My husband was born in Ramsgate. We watched some of the Tour de France near Canterbury and the man sitting next to me was also born in the Ramsgate Hospital.

Elsinore - where Shakespeare set Hamlet. On our honeymoon nearly 40 years ago I wrote a long letter about our travels and while we were in Denmark we went to Elsinore and I wrote: "One other day we made a trip to Elsinore - just opposite Sweden, which we could see quite clearly in the distance. It was bitterly cold - with icy sea breezes. We had to walk quite a long way from the railway to the castle and we got quite frozen.
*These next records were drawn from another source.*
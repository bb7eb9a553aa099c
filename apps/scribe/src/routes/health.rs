use axum::Json;
use serde_json::{json, Value};

/// GET /health
/// Returns a simple status object with service version.
pub async fn health_handler() -> Json<Value> {
    Json(json!({
        "status": "ok",
        "version": env!("CARGO_PKG_VERSION"),
        "service": "scribe"
    }))
}
//! Text layout — wraps one block at a time and positions its sub-lines.
//!
//! # Spacing rules
//! - every sub-line advances the cursor by one line height (7 units)
//! - after the whole block: +2 for Heading 1, +1 for Heading 2, nothing else
//! - a blank line advances half a line height and emits nothing
//!
//! The page-break check runs before each sub-line, not once per block, so a
//! long paragraph continues onto the next page mid-block.

use serde::{Deserialize, Serialize};

use crate::layout::classifier::{Block, BlockKind};
use crate::layout::font_metrics::{get_metrics, FontWeight, PageGeometry};

// ────────────────────────────────────────────────────────────────────────────
// Types
// ────────────────────────────────────────────────────────────────────────────

/// One positioned line of text on a page.
#[derive(Debug, Clone, PartialEq, Serialize, Deserialize)]
pub struct Fragment {
    pub text: String,
    pub x: f32,
    pub y: f32,
    pub font_size: f32,
    pub weight: FontWeight,
    pub block: BlockKind,
}

/// Output of laying out a block, in emission order.
#[derive(Debug, Clone, PartialEq)]
pub enum LayoutEvent {
    /// The current page is full; following fragments belong to a new page.
    PageBreak,
    Fragment(Fragment),
}

/// Running layout state for one export. Shared across every block.
#[derive(Debug, Clone, PartialEq)]
pub struct LayoutCursor {
    pub y: f32,
    pub page: usize,
    pub font_size: f32,
    pub weight: FontWeight,
}

impl LayoutCursor {
    pub fn new(geometry: &PageGeometry) -> Self {
        Self {
            y: geometry.margin,
            page: 0,
            font_size: BODY_SIZE,
            weight: FontWeight::Normal,
        }
    }
}

/// Font and spacing for one block kind.
#[derive(Debug, Clone, Copy, PartialEq)]
pub struct BlockStyle {
    pub font_size: f32,
    pub weight: FontWeight,
    /// Extra advance after the last sub-line of the block.
    pub spacing_after: f32,
}

const BODY_SIZE: f32 = 11.0;
const BULLET_PREFIX: &str = "• ";

pub fn block_style(kind: BlockKind) -> BlockStyle {
    let (font_size, weight, spacing_after) = match kind {
        BlockKind::Heading1 => (18.0, FontWeight::Bold, 2.0),
        BlockKind::Heading2 => (14.0, FontWeight::Bold, 1.0),
        BlockKind::Heading3 => (12.0, FontWeight::Bold, 0.0),
        BlockKind::BulletItem | BlockKind::Paragraph | BlockKind::BlankLine => {
            (BODY_SIZE, FontWeight::Normal, 0.0)
        }
    };
    BlockStyle {
        font_size,
        weight,
        spacing_after,
    }
}

// ────────────────────────────────────────────────────────────────────────────
// Layout
// ────────────────────────────────────────────────────────────────────────────

pub struct TextLayoutEngine {
    geometry: PageGeometry,
}

impl TextLayoutEngine {
    pub fn new(geometry: PageGeometry) -> Self {
        Self { geometry }
    }

    pub fn geometry(&self) -> &PageGeometry {
        &self.geometry
    }

    /// Lays out one block against `cursor`, advancing it.
    pub fn layout(&self, block: &Block, cursor: &mut LayoutCursor) -> Vec<LayoutEvent> {
        let kind = block.kind();
        let style = block_style(kind);
        cursor.font_size = style.font_size;
        cursor.weight = style.weight;

        let (text, x, max_width) = match block {
            Block::BlankLine => {
                cursor.y += self.geometry.line_height / 2.0;
                return Vec::new();
            }
            Block::Heading { text, .. } | Block::Paragraph { text } => (
                text.clone(),
                self.geometry.margin,
                self.geometry.wrap_width(),
            ),
            Block::BulletItem { text } => (
                format!("{BULLET_PREFIX}{text}"),
                self.geometry.margin + self.geometry.bullet_indent,
                self.geometry.wrap_width() - self.geometry.bullet_indent,
            ),
        };

        let metrics = get_metrics(style.weight);
        let lines = metrics.wrap(&text, style.font_size, max_width);
        let mut events = Vec::with_capacity(lines.len());

        for line in lines {
            if cursor.y > self.geometry.bottom_bound() {
                cursor.page += 1;
                cursor.y = self.geometry.margin;
                events.push(LayoutEvent::PageBreak);
            }
            events.push(LayoutEvent::Fragment(Fragment {
                text: line,
                x,
                y: cursor.y,
                font_size: style.font_size,
                weight: style.weight,
                block: kind,
            }));
            cursor.y += self.geometry.line_height;
        }

        cursor.y += style.spacing_after;
        events
    }
}

// ────────────────────────────────────────────────────────────────────────────
// Tests
// ────────────────────────────────────────────────────────────────────────────

#[cfg(test)]
mod tests {
    use super::*;
    use crate::layout::classifier::classify;
    use crate::layout::font_metrics::A4;

    fn fragments(events: &[LayoutEvent]) -> Vec<&Fragment> {
        events
            .iter()
            .filter_map(|e| match e {
                LayoutEvent::Fragment(f) => Some(f),
                LayoutEvent::PageBreak => None,
            })
            .collect()
    }

    #[test]
    fn test_heading_one_style_and_spacing() {
        let engine = TextLayoutEngine::new(A4);
        let mut cursor = LayoutCursor::new(&A4);
        let events = engine.layout(&classify("# Title"), &mut cursor);

        let frags = fragments(&events);
        assert_eq!(frags.len(), 1);
        assert_eq!(frags[0].text, "Title");
        assert_eq!(frags[0].font_size, 18.0);
        assert_eq!(frags[0].weight, FontWeight::Bold);
        assert_eq!(frags[0].y, 20.0);
        assert_eq!(cursor.y, 20.0 + 7.0 + 2.0);
    }

    #[test]
    fn test_heading_two_and_three_spacing() {
        let engine = TextLayoutEngine::new(A4);
        let mut cursor = LayoutCursor::new(&A4);
        engine.layout(&classify("## Sub"), &mut cursor);
        assert_eq!(cursor.y, 28.0);
        engine.layout(&classify("### Minor"), &mut cursor);
        assert_eq!(cursor.y, 35.0);
        assert_eq!(cursor.font_size, 12.0);
    }

    #[test]
    fn test_paragraph_has_no_trailing_spacing() {
        let engine = TextLayoutEngine::new(A4);
        let mut cursor = LayoutCursor::new(&A4);
        engine.layout(&classify("Some text"), &mut cursor);
        assert_eq!(cursor.y, 27.0);
        assert_eq!(cursor.weight, FontWeight::Normal);
    }

    #[test]
    fn test_blank_line_advances_half_line() {
        let engine = TextLayoutEngine::new(A4);
        let mut cursor = LayoutCursor::new(&A4);
        let events = engine.layout(&Block::BlankLine, &mut cursor);
        assert!(events.is_empty());
        assert_eq!(cursor.y, 23.5);
    }

    #[test]
    fn test_bullet_is_prefixed_and_indented() {
        let engine = TextLayoutEngine::new(A4);
        let mut cursor = LayoutCursor::new(&A4);
        let events = engine.layout(&classify("- item one"), &mut cursor);
        let frags = fragments(&events);
        assert_eq!(frags[0].text, "• item one");
        assert_eq!(frags[0].x, 30.0);
        assert_eq!(frags[0].block, BlockKind::BulletItem);
    }

    #[test]
    fn test_long_paragraph_wraps_within_width() {
        let engine = TextLayoutEngine::new(A4);
        let mut cursor = LayoutCursor::new(&A4);
        let text = "The mitochondria is the powerhouse of the cell. ".repeat(6);
        let events = engine.layout(&classify(&text), &mut cursor);
        let frags = fragments(&events);

        assert!(frags.len() >= 2, "expected wrap, got {} lines", frags.len());
        let metrics = get_metrics(FontWeight::Normal);
        for f in &frags {
            assert!(metrics.measure(&f.text, f.font_size) <= A4.wrap_width());
        }
        assert_eq!(cursor.y, 20.0 + 7.0 * frags.len() as f32);
    }

    #[test]
    fn test_wrapped_bullet_respects_indent() {
        let engine = TextLayoutEngine::new(A4);
        let mut cursor = LayoutCursor::new(&A4);
        let text = format!("- {}", "osmosis ".repeat(30));
        let events = engine.layout(&classify(&text), &mut cursor);
        let frags = fragments(&events);

        assert!(frags.len() >= 2);
        let metrics = get_metrics(FontWeight::Normal);
        for f in &frags {
            assert_eq!(f.x, 30.0);
            assert!(metrics.measure(&f.text, f.font_size) <= A4.wrap_width() - A4.bullet_indent);
        }
        assert!(frags[0].text.starts_with("• "));
        assert!(!frags[1].text.starts_with("• "));
    }

    #[test]
    fn test_page_break_is_checked_per_sub_line() {
        let engine = TextLayoutEngine::new(A4);
        let mut cursor = LayoutCursor::new(&A4);
        // One line's worth of room left on the page.
        cursor.y = 272.0;
        let text = "word ".repeat(60);
        let events = engine.layout(&classify(&text), &mut cursor);

        assert!(matches!(events[0], LayoutEvent::Fragment(ref f) if f.y == 272.0));
        assert_eq!(events[1], LayoutEvent::PageBreak);
        assert!(matches!(events[2], LayoutEvent::Fragment(ref f) if f.y == 20.0));
        assert_eq!(cursor.page, 1);
    }
}
//! Axum route handlers for editing sessions.

use axum::{
    body::Bytes,
    extract::{Path, State},
    http::StatusCode,
    Json,
};
use chrono::Utc;
use serde::{Deserialize, Serialize};
use tokio::time::Instant;
use uuid::Uuid;

use crate::errors::AppError;
use crate::layout::PaginationEngine;
use crate::state::AppState;
use crate::sync::bridge::Direction;
use crate::sync::controller::EditOutcome;
use crate::sync::document::SurfaceId;
use crate::sync::session::{EditorSession, SessionExport, SessionSnapshot};

// ────────────────────────────────────────────────────────────────────────────
// Request / Response types
// ────────────────────────────────────────────────────────────────────────────

/// Body of `POST /api/v1/sessions`. An empty body means "no seed".
#[derive(Debug, Default, Deserialize)]
pub struct CreateSessionRequest {
    /// Seed markdown from the persistence or OCR collaborator.
    pub markdown: Option<String>,
}

#[derive(Debug, Deserialize)]
pub struct EditRequest {
    pub surface: SurfaceId,
    pub text: String,
}

#[derive(Debug, Serialize)]
pub struct EditResponse {
    pub accepted: bool,
    pub direction: Option<Direction>,
    /// Milliseconds until the scheduled propagation runs.
    pub due_in_ms: Option<u64>,
    pub revision: u64,
}

#[derive(Debug, Serialize)]
pub struct ClosedSessionResponse {
    pub id: Uuid,
    pub canonical: String,
    pub revision: u64,
}

fn parse_surface(raw: &str) -> Result<SurfaceId, AppError> {
    raw.parse().map_err(AppError::Validation)
}

fn not_found(id: Uuid) -> AppError {
    AppError::NotFound(format!("Session {id} not found"))
}

// ────────────────────────────────────────────────────────────────────────────
// Handlers
// ────────────────────────────────────────────────────────────────────────────

/// POST /api/v1/sessions
pub async fn handle_create_session(
    State(state): State<AppState>,
    body: Bytes,
) -> Result<(StatusCode, Json<SessionSnapshot>), AppError> {
    let req = if body.iter().all(u8::is_ascii_whitespace) {
        CreateSessionRequest::default()
    } else {
        serde_json::from_slice::<CreateSessionRequest>(&body)
            .map_err(|e| AppError::Validation(format!("Invalid session request: {e}")))?
    };

    let session = EditorSession::new(req.markdown.as_deref(), state.sync);
    let snapshot = session.snapshot();
    state.sessions.insert(session).await;
    Ok((StatusCode::CREATED, Json(snapshot)))
}

/// GET /api/v1/sessions/:id
pub async fn handle_get_session(
    State(state): State<AppState>,
    Path(id): Path<Uuid>,
) -> Result<Json<SessionSnapshot>, AppError> {
    let sessions = state.sessions.lock().await;
    let session = sessions.get(&id).ok_or_else(|| not_found(id))?;
    Ok(Json(session.snapshot()))
}

/// DELETE /api/v1/sessions/:id
///
/// Flushes pending edits and hands back the final canonical text for saving.
pub async fn handle_close_session(
    State(state): State<AppState>,
    Path(id): Path<Uuid>,
) -> Result<Json<ClosedSessionResponse>, AppError> {
    let mut session = state.sessions.remove(id).await.ok_or_else(|| not_found(id))?;
    session.close_surface(SurfaceId::Raw);
    session.close_surface(SurfaceId::Rich);
    tracing::info!(session = %id, revision = session.revision(), "Editing session closed");
    Ok(Json(ClosedSessionResponse {
        id,
        canonical: session.canonical_text().to_string(),
        revision: session.revision(),
    }))
}

/// POST /api/v1/sessions/:id/surfaces/:surface/open
pub async fn handle_open_surface(
    State(state): State<AppState>,
    Path((id, surface)): Path<(Uuid, String)>,
) -> Result<Json<SessionSnapshot>, AppError> {
    let surface = parse_surface(&surface)?;
    let mut sessions = state.sessions.lock().await;
    let session = sessions.get_mut(&id).ok_or_else(|| not_found(id))?;
    session.open_surface(surface);
    Ok(Json(session.snapshot()))
}

/// POST /api/v1/sessions/:id/surfaces/:surface/close
pub async fn handle_close_surface(
    State(state): State<AppState>,
    Path((id, surface)): Path<(Uuid, String)>,
) -> Result<Json<SessionSnapshot>, AppError> {
    let surface = parse_surface(&surface)?;
    let mut sessions = state.sessions.lock().await;
    let session = sessions.get_mut(&id).ok_or_else(|| not_found(id))?;
    session.close_surface(surface);
    Ok(Json(session.snapshot()))
}

/// POST /api/v1/sessions/:id/edits
///
/// Records a user keystroke batch. Propagation happens on the sync pump.
pub async fn handle_edit(
    State(state): State<AppState>,
    Path(id): Path<Uuid>,
    Json(req): Json<EditRequest>,
) -> Result<Json<EditResponse>, AppError> {
    let mut sessions = state.sessions.lock().await;
    let session = sessions.get_mut(&id).ok_or_else(|| not_found(id))?;
    let outcome = session.user_edit(req.surface, req.text)?;

    let (accepted, direction, due_in_ms) = match outcome {
        EditOutcome::Scheduled { direction, due } => (
            true,
            Some(direction),
            Some(due.saturating_duration_since(Instant::now()).as_millis() as u64),
        ),
        EditOutcome::Ignored => (false, None, None),
    };

    Ok(Json(EditResponse {
        accepted,
        direction,
        due_in_ms,
        revision: session.revision(),
    }))
}

/// POST /api/v1/sessions/:id/export
pub async fn handle_export_session(
    State(state): State<AppState>,
    Path(id): Path<Uuid>,
) -> Result<Json<SessionExport>, AppError> {
    let mut sessions = state.sessions.lock().await;
    let session = sessions.get_mut(&id).ok_or_else(|| not_found(id))?;
    let export = session.export(&PaginationEngine::default(), Utc::now())?;
    Ok(Json(export))
}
The castle itself was quite stark on the outside - no pretty gardens, or such things. There were a few soldiers around who had their barracks on the site of the castle. We had a tour through the castle itself - some of the rooms had antique furniture, etc. in them, but some were undecorated. We started to go on a tour round the dungeon underneath, by torchlight, but fortunately just as I was beginning to think I couldn’t possibly manage it (claustrophobia - well, fear of dark undergrounds, anyway. Imagine if you got locked in, or they fell down!), my husband decided we didn’t have time, so we slipped away back."

Elsinore (Helsingor) had a toll on ships passing so they used the town for provisioning and it did well from this. Now Swedish tourists make the day trip and enjoy shopping for much cheaper alcohol.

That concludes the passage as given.